Part of the essay mentions briefly some of the potential sources (postmodern and globalization) of this consumerist individualization that is leading toward a ‘post-community’ world. The postmodern in some of its forms is a reaction to the breakdown of ‘community’ and attempts to offer ways of reframing what it means to be human. Globalization is a major contributing reason for the rapid diffusion of consumerism and individualism around the world but is also an important element in the search for ‘community’. Elements of the postmodern turn seek to deconstruct the forces driving consumerist individualization. Both represent epiphenomenon pointing toward the deeper issues at stake in the crisis of Christian and human identity in our time. It is interesting that in this brief list there is no mention of free-market capitalism. There is important work to be done in framing an archeology that gets to the underlying structures and values erasing community. Similar work needs to be done in identifying those forces pushing toward a remaking of community.
Barker’s observation that our interconnected world means these dynamics of Western individualization, consumerism and entitlement point toward a global crisis of aspiration, resentment and meaning that can only result in massive disruptions is important. Much at stake! There is an imperative to discern ways of rebuilding the sinews of a common life in which we live for the other (the communitarian movements of the 90’s in North America are important connect points here). Further, the observation that any turn toward refounding of community (whatever is meant by this term) must be about engaging in local, concrete, everyday practices (neither ideal nor abstract) is a key instinct requiring our focused engagement.
In seeking to engage these questions the author references Arbuckle and Van Gennep. Both are representative of important anthropological insights relative to issues of culture change. They offer practical insight into questions of community formation. It is at this point that the essay seems to change quite dramatically in style and substance. The section beginning with Jesus and his practices reads like a different kind of essay from what has gone before. Several comments for consideration: first, this turn to proposed descriptions of Jesus’ actions moves away from the concrete and into the ideal. They are a reading back into the stories, finding liminal frameworks and, to some extent, utopian notions of what Jesus was doing. This expression of Jesus and his work in community formation seems to be ideational and, therefore, returns us to the abstract. The application of Van Gennep’s liminality principles to the way Jesus shaped disciples into community is problematic. I’m not convinced the liminal model in this case is a sustainable argument. The parallelisms between the ‘steps’ Jesus took and the forming of contemporary communities of practice are questionable.

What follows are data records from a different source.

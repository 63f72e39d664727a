//! AES-256-GCM envelope codec.
//!
//! Layout before base64: `nonce (12) ‖ tag (16) ‖ ciphertext (N)`.
//! The `aes-gcm` crate emits `ciphertext ‖ tag`, so the tag is moved in front
//! of the ciphertext on the way out and back behind it on the way in.

use aes_gcm::aead::Aead;
use aes_gcm::{Aes256Gcm, KeyInit, Nonce};
use rand::rngs::OsRng;
use rand::RngCore;

use super::base64;
use super::key::DerivedKey;
use super::CryptoError;

/// AES-GCM nonce length in bytes.
pub const NONCE_LEN: usize = 12;

/// AES-GCM authentication tag length in bytes.
pub const TAG_LEN: usize = 16;

/// Smallest decoded envelope that can possibly be valid (empty plaintext).
pub const MIN_ENVELOPE_LEN: usize = NONCE_LEN + TAG_LEN;

fn cipher_for(key: &DerivedKey) -> Result<Aes256Gcm, CryptoError> {
    Aes256Gcm::new_from_slice(key.as_bytes()).map_err(|e| CryptoError::Init(e.to_string()))
}

/// Encrypts `plaintext` into a base64 envelope under a fresh random nonce.
///
/// # Errors
///
/// Returns [`CryptoError::Init`] if the cipher cannot be constructed and
/// [`CryptoError::Encrypt`] if sealing fails.
pub fn try_encrypt(key: &DerivedKey, plaintext: &[u8]) -> Result<String, CryptoError> {
    let cipher = cipher_for(key)?;

    let mut nonce = [0u8; NONCE_LEN];
    OsRng.fill_bytes(&mut nonce);

    let sealed = cipher
        .encrypt(Nonce::from_slice(&nonce), plaintext)
        .map_err(|_| CryptoError::Encrypt)?;
    let (ciphertext, tag) = sealed.split_at(sealed.len() - TAG_LEN);

    let mut envelope = Vec::with_capacity(MIN_ENVELOPE_LEN + ciphertext.len());
    envelope.extend_from_slice(&nonce);
    envelope.extend_from_slice(tag);
    envelope.extend_from_slice(ciphertext);

    Ok(base64::encode(&envelope))
}

/// Encrypts `plaintext`, returning an empty string on any failure.
///
/// Callers treat an empty result as "do not send".
pub fn encrypt(key: &DerivedKey, plaintext: &[u8]) -> String {
    match try_encrypt(key, plaintext) {
        Ok(envelope) => envelope,
        Err(e) => {
            tracing::warn!("Envelope encryption failed: {e}");
            String::new()
        }
    }
}

/// Opens a base64 envelope and returns the authenticated plaintext.
///
/// # Errors
///
/// Returns [`CryptoError::Decrypt`] when the envelope is too short, was
/// produced under a different key, or has been tampered with.  No partial
/// plaintext is ever returned.
pub fn decrypt(key: &DerivedKey, envelope_b64: &str) -> Result<Vec<u8>, CryptoError> {
    let raw = base64::decode_permissive(envelope_b64);
    if raw.len() < MIN_ENVELOPE_LEN {
        return Err(CryptoError::Decrypt(format!(
            "envelope too short: {} bytes",
            raw.len()
        )));
    }

    let (nonce, rest) = raw.split_at(NONCE_LEN);
    let (tag, ciphertext) = rest.split_at(TAG_LEN);

    let mut sealed = Vec::with_capacity(ciphertext.len() + TAG_LEN);
    sealed.extend_from_slice(ciphertext);
    sealed.extend_from_slice(tag);

    let cipher = cipher_for(key)?;
    cipher
        .decrypt(Nonce::from_slice(nonce), sealed.as_slice())
        .map_err(|_| CryptoError::Decrypt("authentication failed".to_string()))
}

#[cfg(test)]
mod tests {
    use super::*;
    use crate::crypto::key::derive_key;

    fn key(token: &str) -> DerivedKey {
        derive_key(token).unwrap()
    }

    #[test]
    fn test_round_trip_recovers_plaintext() {
        // Arrange
        let k = key("ROUND1");
        let plaintext = br#"{"pcName":"desk-01"}"#;

        // Act
        let envelope = encrypt(&k, plaintext);
        let opened = decrypt(&k, &envelope).unwrap();

        // Assert
        assert_eq!(opened, plaintext);
    }

    #[test]
    fn test_empty_plaintext_produces_minimum_length_envelope() {
        let k = key("EMPTY1");
        let envelope = encrypt(&k, b"");
        assert_eq!(base64::decode_permissive(&envelope).len(), MIN_ENVELOPE_LEN);
        assert!(decrypt(&k, &envelope).unwrap().is_empty());
    }

    #[test]
    fn test_each_encryption_uses_a_fresh_nonce() {
        let k = key("NONCE1");
        let a = encrypt(&k, b"same");
        let b = encrypt(&k, b"same");
        assert_ne!(a, b);
        assert_ne!(
            base64::decode_permissive(&a)[..NONCE_LEN],
            base64::decode_permissive(&b)[..NONCE_LEN]
        );
    }

    #[test]
    fn test_wrong_key_fails_to_decrypt() {
        // Arrange
        let envelope = encrypt(&key("TOKENA"), b"secret");

        // Act
        let result = decrypt(&key("TOKENB"), &envelope);

        // Assert
        assert!(matches!(result, Err(CryptoError::Decrypt(_))));
    }

    #[test]
    fn test_flipping_any_tag_or_ciphertext_bit_fails() {
        // Arrange
        let k = key("TAMPER");
        let raw = base64::decode_permissive(&encrypt(&k, b"abc"));

        // Act / Assert – every bit after the nonce is authenticated
        for byte in NONCE_LEN..raw.len() {
            for bit in 0..8 {
                let mut tampered = raw.clone();
                tampered[byte] ^= 1 << bit;
                let result = decrypt(&k, &base64::encode(&tampered));
                assert!(result.is_err(), "bit {bit} of byte {byte} went undetected");
            }
        }
    }

    #[test]
    fn test_short_envelope_is_rejected() {
        let k = key("SHORT1");
        let too_short = base64::encode(&[0u8; MIN_ENVELOPE_LEN - 1]);
        assert!(matches!(decrypt(&k, &too_short), Err(CryptoError::Decrypt(_))));
    }

    #[test]
    fn test_envelope_survives_transport_whitespace() {
        // Arrange
        let k = key("SPACES");
        let envelope = encrypt(&k, b"payload");
        let (head, tail) = envelope.split_at(10);
        let mangled = format!("{head}\r\n {tail}");

        // Act / Assert
        assert_eq!(decrypt(&k, &mangled).unwrap(), b"payload");
    }
}
//! Mock platform input emulator for unit testing.
//!
//! # Why a mock emulator?
//!
//! The real emulator calls `SendInput`, which:
//!
//! - Requires an interactive Windows desktop.
//! - Actually moves the cursor or presses keys on the test machine.
//! - Cannot be observed directly from Rust test code.
//!
//! The `MockInputEmulator` replaces every OS call with in-memory recording.
//! Each emitted event is pushed into a `Mutex<Vec<...>>` so that assertions
//! can inspect exactly what was emitted and in what order.
//!
//! # Failure injection
//!
//! Call [`MockInputEmulator::set_should_fail`] to make every method return
//! `EmulationError::Platform`.  The flag is atomic so it can be flipped while
//! the emulator is shared behind an `Arc` with a running session.

use std::sync::atomic::{AtomicBool, Ordering};
use std::sync::Mutex;

use mirror_core::MouseButton;

use crate::application::replay_input::{EmulationError, PlatformInputEmulator};

/// A mock emulator that records all calls without performing OS API calls.
#[derive(Default)]
pub struct MockInputEmulator {
    /// `(vk_code, scan_code)` pairs passed to `emit_key_down`.
    pub key_downs: Mutex<Vec<(u32, u32)>>,
    /// `(vk_code, scan_code)` pairs passed to `emit_key_up`.
    pub key_ups: Mutex<Vec<(u32, u32)>>,
    /// Normalized positions passed to `emit_mouse_move`.
    pub mouse_moves: Mutex<Vec<(i32, i32)>>,
    /// `(button, pressed)` pairs from `emit_mouse_button`.
    pub mouse_buttons: Mutex<Vec<(MouseButton, bool)>>,
    /// Deltas from `emit_mouse_wheel`.
    pub wheels: Mutex<Vec<i32>>,
    should_fail: AtomicBool,
}

impl MockInputEmulator {
    pub fn new() -> Self {
        Self::default()
    }

    pub fn set_should_fail(&self, fail: bool) {
        self.should_fail.store(fail, Ordering::SeqCst);
    }

    /// Total number of recorded calls of any kind.
    pub fn total_emitted(&self) -> usize {
        self.key_downs.lock().unwrap().len()
            + self.key_ups.lock().unwrap().len()
            + self.mouse_moves.lock().unwrap().len()
            + self.mouse_buttons.lock().unwrap().len()
            + self.wheels.lock().unwrap().len()
    }

    fn check(&self) -> Result<(), EmulationError> {
        if self.should_fail.load(Ordering::SeqCst) {
            return Err(EmulationError::Platform("mock failure".into()));
        }
        Ok(())
    }
}

impl PlatformInputEmulator for MockInputEmulator {
    fn emit_key_down(&self, vk_code: u32, scan_code: u32) -> Result<(), EmulationError> {
        self.check()?;
        self.key_downs.lock().unwrap().push((vk_code, scan_code));
        Ok(())
    }

    fn emit_key_up(&self, vk_code: u32, scan_code: u32) -> Result<(), EmulationError> {
        self.check()?;
        self.key_ups.lock().unwrap().push((vk_code, scan_code));
        Ok(())
    }

    fn emit_mouse_move(&self, nx: i32, ny: i32) -> Result<(), EmulationError> {
        self.check()?;
        self.mouse_moves.lock().unwrap().push((nx, ny));
        Ok(())
    }

    fn emit_mouse_button(&self, button: MouseButton, pressed: bool) -> Result<(), EmulationError> {
        self.check()?;
        self.mouse_buttons.lock().unwrap().push((button, pressed));
        Ok(())
    }

    fn emit_mouse_wheel(&self, delta: i32) -> Result<(), EmulationError> {
        self.check()?;
        self.wheels.lock().unwrap().push(delta);
        Ok(())
    }
}
//! WebSocket client transport built on `tokio-tungstenite`.
//!
//! [`open`] returns immediately.  The connection is established on a
//! background task which reports [`TransportEvent::Open`] on success or
//! [`TransportEvent::Error`] on failure; frames queued before that are sent
//! once the socket is up.

use std::sync::atomic::{AtomicBool, Ordering};
use std::sync::Arc;

use futures_util::{SinkExt, StreamExt};
use mirror_core::{TransportError, TransportEvent, TransportSink};
use tokio::sync::mpsc;
use tokio_tungstenite::{connect_async, tungstenite::Message as WsMessage};
use tracing::{debug, info, warn};

use super::TransportPair;

enum Outbound {
    Frame(String),
    Close,
}

/// Outbound half of a client WebSocket.
pub struct WsClientSink {
    tx: mpsc::UnboundedSender<Outbound>,
    closed: AtomicBool,
}

impl TransportSink for WsClientSink {
    fn send(&self, frame: String) -> Result<(), TransportError> {
        if self.closed.load(Ordering::SeqCst) {
            return Err(TransportError::Closed);
        }
        self.tx
            .send(Outbound::Frame(frame))
            .map_err(|_| TransportError::Closed)
    }

    fn close(&self) {
        if !self.closed.swap(true, Ordering::SeqCst) {
            let _ = self.tx.send(Outbound::Close);
        }
    }
}

/// Starts connecting to `url` (e.g. `ws://192.168.1.20:8765`).
///
/// Must be called from within a Tokio runtime.
pub fn open(url: &str) -> TransportPair {
    let (out_tx, out_rx) = mpsc::unbounded_channel();
    let (event_tx, event_rx) = mpsc::unbounded_channel();

    tokio::spawn(run_client(url.to_string(), out_rx, event_tx));

    TransportPair::new(
        Arc::new(WsClientSink {
            tx: out_tx,
            closed: AtomicBool::new(false),
        }),
        event_rx,
    )
}

async fn run_client(
    url: String,
    mut out_rx: mpsc::UnboundedReceiver<Outbound>,
    events: mpsc::UnboundedSender<TransportEvent>,
) {
    let ws = match connect_async(url.as_str()).await {
        Ok((ws, _response)) => ws,
        Err(e) => {
            warn!("WebSocket connect to {url} failed: {e}");
            let _ = events.send(TransportEvent::Error(e.to_string()));
            return;
        }
    };
    info!("WebSocket connected to {url}");
    let _ = events.send(TransportEvent::Open);

    let (mut write, mut read) = ws.split();

    loop {
        tokio::select! {
            outbound = out_rx.recv() => match outbound {
                Some(Outbound::Frame(text)) => {
                    if let Err(e) = write.send(WsMessage::Text(text)).await {
                        let _ = events.send(TransportEvent::Error(e.to_string()));
                        break;
                    }
                }
                Some(Outbound::Close) | None => {
                    let _ = write.send(WsMessage::Close(None)).await;
                    let _ = events.send(TransportEvent::Closed("closed locally".to_string()));
                    break;
                }
            },
            inbound = read.next() => match inbound {
                Some(Ok(WsMessage::Text(text))) => {
                    let _ = events.send(TransportEvent::Message(text));
                }
                Some(Ok(WsMessage::Close(frame))) => {
                    let reason = frame
                        .map(|f| f.reason.to_string())
                        .filter(|r| !r.is_empty())
                        .unwrap_or_else(|| "closed by peer".to_string());
                    let _ = events.send(TransportEvent::Closed(reason));
                    break;
                }
                Some(Ok(other)) => {
                    // Ping/pong are answered by tungstenite; binary frames are not part of the protocol.
                    debug!("Ignoring non-text WebSocket frame: {other:?}");
                }
                Some(Err(e)) => {
                    let _ = events.send(TransportEvent::Error(e.to_string()));
                    break;
                }
                None => {
                    let _ = events.send(TransportEvent::Closed("connection ended".to_string()));
                    break;
                }
            },
        }
    }
}

#[cfg(test)]
mod tests {
    use super::*;

    #[tokio::test]
    async fn test_connect_to_closed_port_reports_error() {
        // Arrange – port 1 on localhost is essentially never listening
        let mut pair = open("ws://127.0.0.1:1");

        // Act
        let event = pair.events.recv().await;

        // Assert
        assert!(matches!(event, Some(TransportEvent::Error(_))));
    }

    #[tokio::test]
    async fn test_send_after_close_fails() {
        let pair = open("ws://127.0.0.1:1");
        pair.sink.close();
        assert_eq!(pair.sink.send("x".to_string()), Err(TransportError::Closed));
    }
}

The focus on practices is important. It points us in the right direction in terms of addressing the refounding an interdependent life directed toward the other. What, therefore, might be the ways of engaging grounded practices of everyday life shaped by the agency of the Trinitarian God? What are the contours of community that take the ordinary, everyday life of people seriously? Are there ways of imagining the refounding of community within the contours, however fragmented, of existing neighborhoods? Does the agency of God in Jesus Christ provide us with concrete, earthed practices for such refounding or must there be always an appeal to ideals, and hence, abstractions?